球拾い―大リーグのこぼれ話伝えます―

ダフ屋行為防止 米球界が対策急ぐ シーズン席再契約拒否も

[ 2016年12月25日 05:30 ]

 108年ぶりに世界一になったカブスは、来季の入場料金を平均20%程度値上げする。それでファンともめるなら話は分かるが、今回の問題が複雑なのは「一部ファンのシーズン席の再契約を拒否する」(シカゴ・トリビューン紙)というのだ。長年スタンド上部の2席を保有してきた29歳の男性ファンも球団から「契約延長拒否通告」を受けた。このファンは今季ホーム81試合のうち観戦したのは6試合ほど。残り試合の入場券を全て売る「アルバイト」。日本ならダフ屋、あちらでスカルパーと呼ぶ利ザヤ稼ぎだ。

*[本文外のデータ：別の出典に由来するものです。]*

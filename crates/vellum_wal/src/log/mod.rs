//! The log manager: appending, flushing and scanning the durable log.
//!
//! [`LogManager`] ties the layers together. Producers log records into
//! the shared [`RecordBuffer`]; positions are assigned lazily by a
//! lock-free backward walk over the buffer; a background writer drains
//! completed batches into page-packed segment files; [`LogScan`] reads
//! durable records back in position order for replay.
//!
//! Flush batches are bounded by milestone records. A flush cycle first
//! appends a milestone, which closes the page it lands behind, then
//! drains every record before it. Batches therefore always cover whole
//! pages, and the milestone's position becomes the durability
//! watermark once the batch is on disk.
//!
//! Segment rolls serialize against appends with a read-write lock:
//! `log` holds it shared while it offers into the current segment, a
//! roll holds it exclusive while it installs the next segment's start
//! record. Rolling appends an empty record afterwards so the fresh
//! segment's first durable page carries the operation id watermark.

use std::collections::{BTreeSet, HashMap, VecDeque};
use std::path::{Path, PathBuf};
use std::sync::atomic::{AtomicBool, AtomicU32, AtomicU64, Ordering};
use std::sync::Arc;
use std::thread;
use std::time::Duration;

use arc_swap::ArcSwap;
use parking_lot::{Condvar, Mutex, RwLock};
use tracing::{debug, error, info, warn};

use vellum_storage::{FileBackend, StorageBackend};

use crate::buffer::{Cursor, RecordBuffer};
use crate::config::WalConfig;
use crate::error::{WalError, WalResult};
use crate::lsn::Lsn;
use crate::page::{self, PageCheck, PageCipher, LENGTH_PREFIX, RECORDS_OFFSET};
use crate::record::{decode_record, RecordBody, WalRecord};
use crate::stats::WalStats;
use crate::types::OperationId;

mod dir;
pub mod segment;

use dir::LogDir;

/// How long a durability waiter sleeps between checks for a stopped
/// writer.
const DURABILITY_WAIT_SLICE: Duration = Duration::from_millis(10);

/// The write-ahead log.
///
/// One instance owns one log directory. Any number of threads may log
/// records concurrently; a single background thread performs the
/// durable writes. All methods take `&self`.
pub struct LogManager {
    config: WalConfig,
    cipher: Option<PageCipher>,
    dir: LogDir,
    stats: Arc<WalStats>,
    buffer: RecordBuffer<WalRecord>,

    /// Held shared by `log`, exclusive by segment rolls.
    segment_lock: RwLock<()>,
    current_segment: AtomicU64,
    /// Segments known to exist, the active one included.
    segments: Mutex<BTreeSet<u64>>,
    /// Position of the latest start or milestone record. Guards
    /// milestone creation and feeds the milestone disk size.
    milestone_anchor: Mutex<Lsn>,

    /// Highest assigned position.
    end: ArcSwap<Lsn>,
    /// Durability watermark: every record strictly below is on disk.
    flushed: Mutex<Lsn>,
    flushed_cond: Condvar,
    /// Serialized bytes logged but not yet written.
    queued_bytes: AtomicU64,

    next_operation_id: AtomicU32,
    /// Latest record position per live operation.
    live_operations: Mutex<HashMap<OperationId, Lsn>>,

    /// State owned by whichever thread runs a flush cycle.
    writer: Mutex<WriterState>,
    wake: Mutex<bool>,
    wake_cond: Condvar,
    writer_failed: AtomicBool,
    writer_failure: Mutex<Option<String>>,

    closed: AtomicBool,
    runtime: Mutex<Option<WriterRuntime>>,
}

 「自分が行けない試合の入場券を譲るのは分かる。しかし、販売目的のシーズン席所有と判断できる人物とは契約を打ち切る。応援してくれるファンに入場券を行き渡らせるようにしたい」と球団側。ただ、ダフ屋行為と判断する基準は曖昧だ。こんな問題が起こったのは、ネット販売が広がり全米で入場券が買えるため。カ軍だけでなくレッドソックスやヤンキースなどの超人気球団は法外な値段で売るファンに悩まされてきた。「球団は入場料収入を増やそうと努力するが、適正な値段を考慮している。ダフ屋行為は我々のビジネスの妨害」というのが球団の言い分。カ軍は91年に元ホワイトソックスのエリック・ソダーホルム氏が18席を契約し再販会社を運営していたのを法廷で争い、差し止めを勝ち取っていた。だが、ファン側は「処分は所有者の自由のはず」。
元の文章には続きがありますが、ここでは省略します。